Uma pesquisa inovadora da Universidade de Saarland, liderada pelo Professor Martin Müser e sua equipe, Achraf Atila e Sergey Sukhomlinov, está reescrevendo nossa compreensão sobre por que o gelo é escorregadio. Publicado na revista Physical Review Letters, o estudo apresenta uma nova perspectiva que desafia a teoria estabelecida há mais de um século.
Tradicionalmente, acreditava-se que o aumento da pressão e o atrito eram os principais responsáveis pelo derretimento do gelo, criando uma fina camada de água que resultava na sua superfície escorregadia. Essa teoria, proposta há quase dois séculos por James Thomson, irmão de Lord Kelvin, sugeria que a pressão e o atrito, juntamente com a temperatura, causavam o derretimento do gelo. No entanto, esta nova investigação sugere que a interação entre os dipolos moleculares do gelo e os dipolos presentes em materiais em contato, como solados de sapatos, é o verdadeiro motor por trás dessa característica peculiar do gelo.
Utilizando simulações computacionais avançadas, os pesquisadores examinaram o comportamento do gelo em nível molecular. As descobertas indicam que, ao entrar em contato com uma superfície, a orientação dos dipolos no material de contato perturba a estrutura cristalina ordenada do gelo. Essa perturbação leva à formação de uma película desordenada e líquida na interface, explicando o fenômeno do escorregamento. Os pesquisadores afirmam que nem a pressão nem o atrito desempenham um papel particularmente significativo na formação da fina camada líquida sobre o gelo; as interações dipolares são os principais impulsionadores.

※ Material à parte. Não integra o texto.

//! Untyped records exchanged with repositories.
//!
//! A [`Record`] is a JSON object. Well-known keys (`id`, `status`, `locale`,
//! `translation_group_id`, `available_locales`) get typed accessors; every
//! other key is opaque to the framework. CMS-style records keep their content
//! under a nested `data` object, which field lookups consult after the top
//! level.

use serde::{Deserialize, Serialize};
use serde_json::{Map, Value};

use crate::error::AdminError;

pub const ID: &str = "id";
pub const STATUS: &str = "status";
pub const LOCALE: &str = "locale";
pub const TRANSLATION_GROUP_ID: &str = "translation_group_id";
pub const AVAILABLE_LOCALES: &str = "available_locales";
pub const DATA: &str = "data";

/// Keyed map of JSON values.
#[derive(Debug, Clone, Default, PartialEq, Serialize, Deserialize)]
#[serde(transparent)]
pub struct Record(Map<String, Value>);

impl Record {
    pub fn new() -> Self {
        Self(Map::new())
    }

    /// Record id as a string. Numeric ids are stringified.
    pub fn id(&self) -> Option<String> {
        self.0.get(ID).and_then(value_to_string).filter(|s| !s.is_empty())
    }

    pub fn status(&self) -> Option<&str> {
        self.str_field(STATUS)
    }

    pub fn locale(&self) -> Option<&str> {
        self.str_field(LOCALE)
    }

    pub fn translation_group_id(&self) -> Option<&str> {
        self.str_field(TRANSLATION_GROUP_ID)
    }

    /// Translation group, falling back to the record's own id.
    pub fn group_or_id(&self) -> Option<String> {
        self.translation_group_id()
            .map(str::to_string)
            .or_else(|| self.id())
    }

    /// Raw `available_locales` entries (not normalized).
    pub fn available_locales(&self) -> Vec<String> {
        match self.0.get(AVAILABLE_LOCALES) {
            Some(Value::Array(items)) => items.iter().filter_map(value_to_string).collect(),
            Some(Value::String(s)) => s
                .split(',')
                .map(str::trim)
                .filter(|s| !s.is_empty())
                .map(str::to_string)
                .collect(),
            _ => Vec::new(),
        }
    }

    /// Non-blank string value at a top-level key.
    pub fn str_field(&self, key: &str) -> Option<&str> {
        match self.0.get(key) {
            Some(Value::String(s)) if !s.trim().is_empty() => Some(s.as_str()),
            _ => None,
        }
    }

    pub fn get(&self, key: &str) -> Option<&Value> {
        self.0.get(key)
    }

    pub fn insert(&mut self, key: impl Into<String>, value: impl Into<Value>) -> Option<Value> {
        self.0.insert(key.into(), value.into())
    }

    pub fn remove(&mut self, key: &str) -> Option<Value> {
        self.0.remove(key)
    }

    pub fn contains_key(&self, key: &str) -> bool {
        self.0.contains_key(key)
    }

    /// Builder-style insert.
    pub fn with(mut self, key: impl Into<String>, value: impl Into<Value>) -> Self {
        self.insert(key, value);
        self
    }

    /// Nested `data` object, when the record carries one.
    pub fn data(&self) -> Option<&Map<String, Value>> {
        self.0.get(DATA).and_then(Value::as_object)
    }

    /// Resolve a dotted path against the top level only.
    pub fn lookup_path(&self, path: &str) -> Option<&Value> {
        lookup_in(&self.0, path)
    }

    /// Resolve a field: top level first, then inside `data`.
    pub fn field(&self, path: &str) -> Option<&Value> {
        self.lookup_path(path)
            .or_else(|| self.data().and_then(|data| lookup_in(data, path)))
    }

    /// Whether a field resolves to a present value (see [`is_present`]).
    pub fn has_present(&self, path: &str) -> bool {
        self.field(path).map(is_present).unwrap_or(false)
    }

    pub fn keys(&self) -> impl Iterator<Item = &String> {
        self.0.keys()
    }

    pub fn iter(&self) -> impl Iterator<Item = (&String, &Value)> {
        self.0.iter()
    }

    pub fn is_empty(&self) -> bool {
        self.0.is_empty()
    }

    pub fn as_map(&self) -> &Map<String, Value> {
        &self.0
    }

    pub fn as_map_mut(&mut self) -> &mut Map<String, Value> {
        &mut self.0
    }

    pub fn into_map(self) -> Map<String, Value> {
        self.0
    }

    pub fn into_value(self) -> Value {
        Value::Object(self.0)
    }
}

impl From<Map<String, Value>> for Record {
    fn from(map: Map<String, Value>) -> Self {
        Self(map)
    }
}

impl TryFrom<Value> for Record {
    type Error = AdminError;

    fn try_from(value: Value) -> Result<Self, Self::Error> {
        match value {
            Value::Object(map) => Ok(Self(map)),
            other => Err(AdminError::validation(format!(
                "record must be a JSON object, got {}",
                type_name(&other)
            ))),
        }
    }
}

impl From<Record> for Value {
    fn from(record: Record) -> Self {
        record.into_value()
    }
}

/// Walk a dotted path through objects and array indexes.
pub fn lookup_in<'a>(map: &'a Map<String, Value>, path: &str) -> Option<&'a Value> {
    let mut segments = path.split('.');
    let first = segments.next()?;
    let mut current = map.get(first)?;
    for segment in segments {
        current = match current {
            Value::Object(obj) => obj.get(segment)?,
            Value::Array(items) => items.get(segment.parse::<usize>().ok()?)?,
            _ => return None,
        };
    }
    Some(current)
}

/// Presence rule: strings when non-blank, collections when non-empty,
/// scalars always, null never.
pub fn is_present(value: &Value) -> bool {
    match value {
        Value::Null => false,
        Value::String(s) => !s.trim().is_empty(),
        Value::Array(items) => !items.is_empty(),
        Value::Object(map) => !map.is_empty(),
        Value::Bool(_) | Value::Number(_) => true,
    }
}

/// Stringify scalar values; `None` for null and collections.
pub fn value_to_string(value: &Value) -> Option<String> {
    match value {
        Value::String(s) => Some(s.clone()),
        Value::Number(n) => Some(n.to_string()),
        Value::Bool(b) => Some(b.to_string()),
        _ => None,
    }
}

fn type_name(value: &Value) -> &'static str {
    match value {
        Value::Null => "null",
        Value::Bool(_) => "boolean",
        Value::Number(_) => "number",
        Value::String(_) => "string",
        Value::Array(_) => "array",
        Value::Object(_) => "object",
    }
}

#[cfg(test)]
mod tests {
    use super::*;
    use serde_json::json;

    fn page() -> Record {
        Record::try_from(json!({
            "id": "page_1",
            "status": "draft",
            "locale": "en",
            "available_locales": ["en", "ES"],
            "title": "Home",
            "data": {"summary": "", "seo": {"title": "Home | Site"}, "tags": []}
        }))
        .unwrap()
    }

    #[test]
    fn test_well_known_accessors() {
        let record = page();
        assert_eq!(record.id().as_deref(), Some("page_1"));
        assert_eq!(record.status(), Some("draft"));
        assert_eq!(record.locale(), Some("en"));
        assert_eq!(record.translation_group_id(), None);
        assert_eq!(record.group_or_id().as_deref(), Some("page_1"));
        assert_eq!(record.available_locales(), vec!["en", "ES"]);
    }

    #[test]
    fn test_numeric_id_is_stringified() {
        let record = Record::new().with("id", 42);
        assert_eq!(record.id().as_deref(), Some("42"));
    }

    #[test]
    fn test_field_lookup_falls_back_to_data() {
        let record = page();
        assert_eq!(record.field("title"), Some(&json!("Home")));
        assert_eq!(record.field("seo.title"), Some(&json!("Home | Site")));
        assert!(record.has_present("seo.title"));
        assert!(!record.has_present("summary"));
        assert!(!record.has_present("tags"));
        assert!(!record.has_present("missing"));
    }

    #[test]
    fn test_non_object_is_rejected() {
        let err = Record::try_from(json!([1, 2])).unwrap_err();
        assert!(err.to_string().contains("array"));
    }
}
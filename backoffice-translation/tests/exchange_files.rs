//! Export to a file format and import it back.

use std::sync::Arc;

use serde_json::json;

use backoffice_core::{AdminContext, MemoryRepository, Record};
use backoffice_translation::exchange::{
    compute_source_hash, ApplyOptions, ExchangeCodec, ExchangeFormat, ExchangeRow, ExchangeService,
    ExportFilter, RowStatus,
};
use backoffice_translation::jobs::MemoryJobStore;

async fn seeded() -> Arc<MemoryRepository> {
    let repo = MemoryRepository::new("pages");
    repo.seed([
        Record::try_from(json!({
            "id": "page_1", "locale": "en", "translation_group_id": "tg_1",
            "title": "Home", "path": "/", "data": {"summary": "Start here"}
        }))
        .unwrap(),
        Record::try_from(json!({
            "id": "page_2", "locale": "es", "translation_group_id": "tg_1",
            "title": "Inicio", "path": "/es", "data": {"summary": "Empieza aqui"}
        }))
        .unwrap(),
    ])
    .await;
    Arc::new(repo)
}

fn service(repo: Arc<MemoryRepository>) -> ExchangeService {
    ExchangeService::new(Arc::new(MemoryJobStore::new())).with_repository("pages", repo)
}

#[tokio::test]
async fn test_csv_export_reapplies_as_noop() {
    let repo = seeded().await;
    let svc = service(repo.clone());
    let ctx = AdminContext::new("translator");
    let filter = ExportFilter {
        resources: vec!["pages".into()],
        source_locale: "en".into(),
        include_source_hash: true,
        ..ExportFilter::default()
    };

    let exported = svc.export(&ctx, &filter, ExchangeFormat::Csv).await.unwrap();
    let csv = ExchangeCodec::encode(ExchangeFormat::Csv, &exported.rows).unwrap();
    let rows = ExchangeCodec::decode(ExchangeFormat::Csv, &csv).unwrap();
    assert_eq!(rows.len(), exported.row_count);

    let before = repo.snapshot().await;
    let result = svc.apply(&ctx, &rows, ApplyOptions::default()).await.unwrap();
    assert_eq!(result.summary.succeeded, rows.len());
    assert_eq!(result.summary.failed, 0);
    assert_eq!(repo.snapshot().await, before);
}

#[tokio::test]
async fn test_stale_source_hash_is_a_conflict() {
    let svc = service(seeded().await);
    let ctx = AdminContext::new("translator");
    let rows = vec![ExchangeRow {
        resource: "pages".into(),
        entity_id: "page_1".into(),
        source_locale: "en".into(),
        target_locale: "es".into(),
        field_path: "title".into(),
        translated_text: "Portada".into(),
        source_hash: "OLD".into(),
        ..ExchangeRow::default()
    }];

    let result = svc.apply(&ctx, &rows, ApplyOptions::default()).await.unwrap();

    let row = &result.results[0];
    assert_eq!(row.status, RowStatus::Conflict);
    let conflict = row.conflict.as_ref().unwrap();
    assert_eq!(conflict.conflict_type, "source_hash_mismatch");
    assert_eq!(
        conflict.current_source_hash.as_deref(),
        Some(compute_source_hash("Home").as_str())
    );
    assert_eq!(conflict.provided_source_hash.as_deref(), Some("OLD"));
    assert_eq!(
        (result.summary.processed, result.summary.succeeded, result.summary.failed),
        (1, 0, 1)
    );
}

#[tokio::test]
async fn test_summary_accounts_for_every_row() {
    let svc = service(seeded().await);
    let ctx = AdminContext::new("translator");
    let json = json!({"rows": [
        {"resource": "pages", "entity_id": "page_1", "source_locale": "en",
         "target_locale": "es", "field_path": "title", "translated_text": "Portada"},
        {"resource": "pages", "entity_id": "page_1", "source_locale": "en",
         "target_locale": "fr", "field_path": "title", "translated_text": "Accueil"},
        {"resource": "posts", "entity_id": "post_1", "source_locale": "en",
         "target_locale": "es", "field_path": "title", "translated_text": "Hola"},
        {"resource": "pages", "entity_id": "page_1", "source_locale": "en",
         "target_locale": "es", "field_path": "summary", "translated_text": "Empieza"}
    ]});
    let rows = ExchangeCodec::decode(ExchangeFormat::Json, json.to_string().as_bytes()).unwrap();
    let options = ApplyOptions {
        continue_on_error: true,
        ..ApplyOptions::default()
    };

    let result = svc.apply(&ctx, &rows, options).await.unwrap();

    let s = &result.summary;
    assert_eq!(s.processed, 4);
    assert_eq!(s.processed, s.succeeded + s.failed + s.skipped);
    assert_eq!(s.succeeded, 2);
    assert!(!result.aborted);
}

Essa explicação diverge significativamente da teoria de James Thomson. As implicações desta descoberta vão além da simples curiosidade científica, oferecendo um entendimento mais profundo sobre a deformação de materiais e os mecanismos de atrito em escala molecular. Esse conhecimento pode ser fundamental para o desenvolvimento de novos materiais e superfícies com propriedades aprimoradas, tornando-os menos suscetíveis à formação de gelo, o que é relevante para a segurança e o desempenho em diversas aplicações, desde esportes de inverno até sistemas de transporte.
A pesquisa também aborda a ideia de que o gelo pode permanecer escorregadio mesmo em temperaturas extremamente baixas. A equipe demonstrou que as interações dipolares permanecem ativas perto do zero absoluto, o que significa que uma camada lubrificante ainda pode se formar. No entanto, a essa temperatura, a película torna-se viscosa como mel, o que desafia a crença de que o esqui seria impossível abaixo de –40 °C devido à ausência de uma película líquida.
Historicamente, o século XIX foi um período de grande interesse no estudo do gelo, com figuras como Lord Kelvin contribuindo para a termodinâmica e a física. A abordagem de James Thomson sobre o derretimento do gelo, embora influente por muito tempo, agora é complementada por esta nova visão molecular focada nas interações dipolares, abrindo caminhos para inovações tecnológicas e maior segurança em ambientes frios.